検知閾値(何か匂うと感じる濃度)と認知閾値(何の匂いだと分かる濃度)の数値で
当然、検知閾値が低いのですが2つの閾値が離れすぎていると認知症を疑う材料となるそうです。
認知症予防へのアロマテラピーの利用方法
サーカディアンリズムを取り入れた鳥取大学の取り組みもご紹介されました。
🌞9〜11時 ローズマリー4滴&レモン2滴
集中力を高め、記憶力を強化するリフレッシュ作用、交感神経を優位にさせます。
🌠19:30〜21:30 ラベンダー4滴&オレンジ2滴
心や身体を鎮静させる リラックス作用 副交感神経を優位にさせます。
他にも、抗うつ、不穏、不安、徘徊などへのアロマテラピーでの作用もご紹介くださいました。
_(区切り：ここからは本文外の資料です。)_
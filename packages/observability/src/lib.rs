//! # Observability
//!
//! Structured logging for the outbox relay processes.
//!
//! Every process calls [`init_with_config`] once at startup and then logs
//! through the standard `tracing` macros. Events are written as one JSON
//! object per line to an append-only file (`~/.outbox-relay/logs/relay.jsonl`
//! by default), so several relay instances on one host can share a file and
//! operators can follow it with `tail -f relay.jsonl | jq`.
//!
//! ```rust,ignore
//! observability::init_with_config(observability::LogConfig {
//!     service_name: "outbox-relay".into(),
//!     default_level: "debug".into(),
//!     also_stderr: true,
//!     ..Default::default()
//! })?;
//! tracing::info!(batch_size = 100, "dispatcher started");
//! ```

mod json_layer;
mod writer;

use std::io;
use std::path::PathBuf;
use thiserror::Error;
use tracing_subscriber::layer::SubscriberExt;
use tracing_subscriber::util::SubscriberInitExt;
use tracing_subscriber::{EnvFilter, Layer};

pub use json_layer::{JsonLayer, LogEntry};
pub use writer::{LogFileWriter, WriterFactory};

/// Errors raised while installing the subscriber.
#[derive(Error, Debug)]
pub enum InitError {
    /// The log file (or its directory) could not be opened.
    #[error("failed to open log file {path}: {source}")]
    LogFile {
        path: PathBuf,
        #[source]
        source: io::Error,
    },

    /// No log path was given and the home directory is unknown.
    #[error("could not determine home directory for the default log path")]
    NoHomeDir,

    /// A global subscriber was already installed.
    #[error("subscriber already initialized: {0}")]
    AlreadyInitialized(String),
}

/// Configuration for the logging system.
#[derive(Debug, Clone)]
pub struct LogConfig {
    /// Name of the service, included in every log line.
    pub service_name: String,

    /// Default filter for the file layer (e.g. "debug", "info,relay_outbox=trace").
    /// Overridden by `RUST_LOG` when set.
    pub default_level: String,

    /// Log file path. Defaults to `~/.outbox-relay/logs/relay.jsonl`.
    pub log_path: Option<PathBuf>,

    /// Also emit compact human-readable logs to stderr.
    pub also_stderr: bool,

    /// Filter for the stderr layer when `RUST_LOG` is unset.
    pub stderr_level: String,
}

impl Default for LogConfig {
    fn default() -> Self {
        Self {
            service_name: "unknown".into(),
            default_level: "info".into(),
            log_path: None,
            also_stderr: false,
            stderr_level: "info".into(),
        }
    }
}

/// Default central log file location.
pub fn default_log_path() -> Option<PathBuf> {
    dirs::home_dir().map(|home| home.join(".outbox-relay").join("logs").join("relay.jsonl"))
}

/// Initialize logging with default settings for `service_name`.
pub fn init(service_name: &str) -> Result<PathBuf, InitError> {
    init_with_config(LogConfig {
        service_name: service_name.into(),
        ..Default::default()
    })
}

/// Install the global subscriber: JSONL file layer plus optional stderr layer.
///
/// Returns the path of the log file in use.
pub fn init_with_config(config: LogConfig) -> Result<PathBuf, InitError> {
    let log_path = match config.log_path.clone() {
        Some(path) => path,
        None => default_log_path().ok_or(InitError::NoHomeDir)?,
    };

    let writer = LogFileWriter::new(&log_path).map_err(|source| InitError::LogFile {
        path: log_path.clone(),
        source,
    })?;

    let json_layer = JsonLayer::new(config.service_name.clone(), WriterFactory::new(writer));

    let stderr_layer = if config.also_stderr {
        Some(
            tracing_subscriber::fmt::layer()
                .with_target(true)
                .with_file(false)
                .with_line_number(false)
                .compact()
                .with_writer(io::stderr)
                .with_ansi(true)
                .with_filter(env_filter_or(&config.stderr_level)),
        )
    } else {
        None
    };

    tracing_subscriber::registry()
        .with(json_layer.with_filter(env_filter_or(&config.default_level)))
        .with(stderr_layer)
        .try_init()
        .map_err(|e| InitError::AlreadyInitialized(e.to_string()))?;

    tracing::info!(
        service = %config.service_name,
        log_path = %log_path.display(),
        "observability initialized"
    );

    Ok(log_path)
}

fn env_filter_or(fallback: &str) -> EnvFilter {
    EnvFilter::try_from_default_env().unwrap_or_else(|_| EnvFilter::new(fallback))
}

/// Re-export tracing macros for convenience.
pub use tracing::{debug, error, info, instrument, trace, warn};

/// Re-export Level for advanced filtering.
pub use tracing::Level;

#[cfg(test)]
mod tests {
    use super::*;

    #[test]
    fn test_default_config() {
        let config = LogConfig::default();
        assert_eq!(config.service_name, "unknown");
        assert_eq!(config.default_level, "info");
        assert!(config.log_path.is_none());
        assert!(!config.also_stderr);
        assert_eq!(config.stderr_level, "info");
    }

    #[test]
    fn test_default_log_path_under_relay_dir() {
        if let Some(path) = default_log_path() {
            assert!(path.ends_with(".outbox-relay/logs/relay.jsonl"));
        }
    }

    #[test]
    fn test_init_error_display() {
        let err = InitError::LogFile {
            path: PathBuf::from("/nope/relay.jsonl"),
            source: io::Error::new(io::ErrorKind::PermissionDenied, "denied"),
        };
        assert_eq!(
            err.to_string(),
            "failed to open log file /nope/relay.jsonl: denied"
        );
    }
}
嗅覚障害の治療は、鼻炎などで鼻腔の腫れなどで一時的に嗅覚障害の場合もありますが、なんらかの疾患により嗅覚障害になった場合も、普段の何気ない香りを意識するトレーニングを数ヶ月地道に続けることで効果が出ることが多いと教えてくださいました。
危険を感知してくれるためにとても重要な嗅覚ですが、おいしいお食事、おいしい飲み物も嗅覚障害のおりは美味しさも半減してしまいます。
QOL(クオリティオブライフ)生活の質は生きがいにもつながる大切な活力です。
香りを楽しみながら自然とともに暮らすことは、ここちよい香り(嗅覚)、気持ちの良い感触(触覚)、幸せな音(聴覚)、おいしいものを味わう(味覚)、そして美しいものを見る(視覚)、そんな五感の刺激で体全体か活性化するのではないかとお話を聞きながら感じました。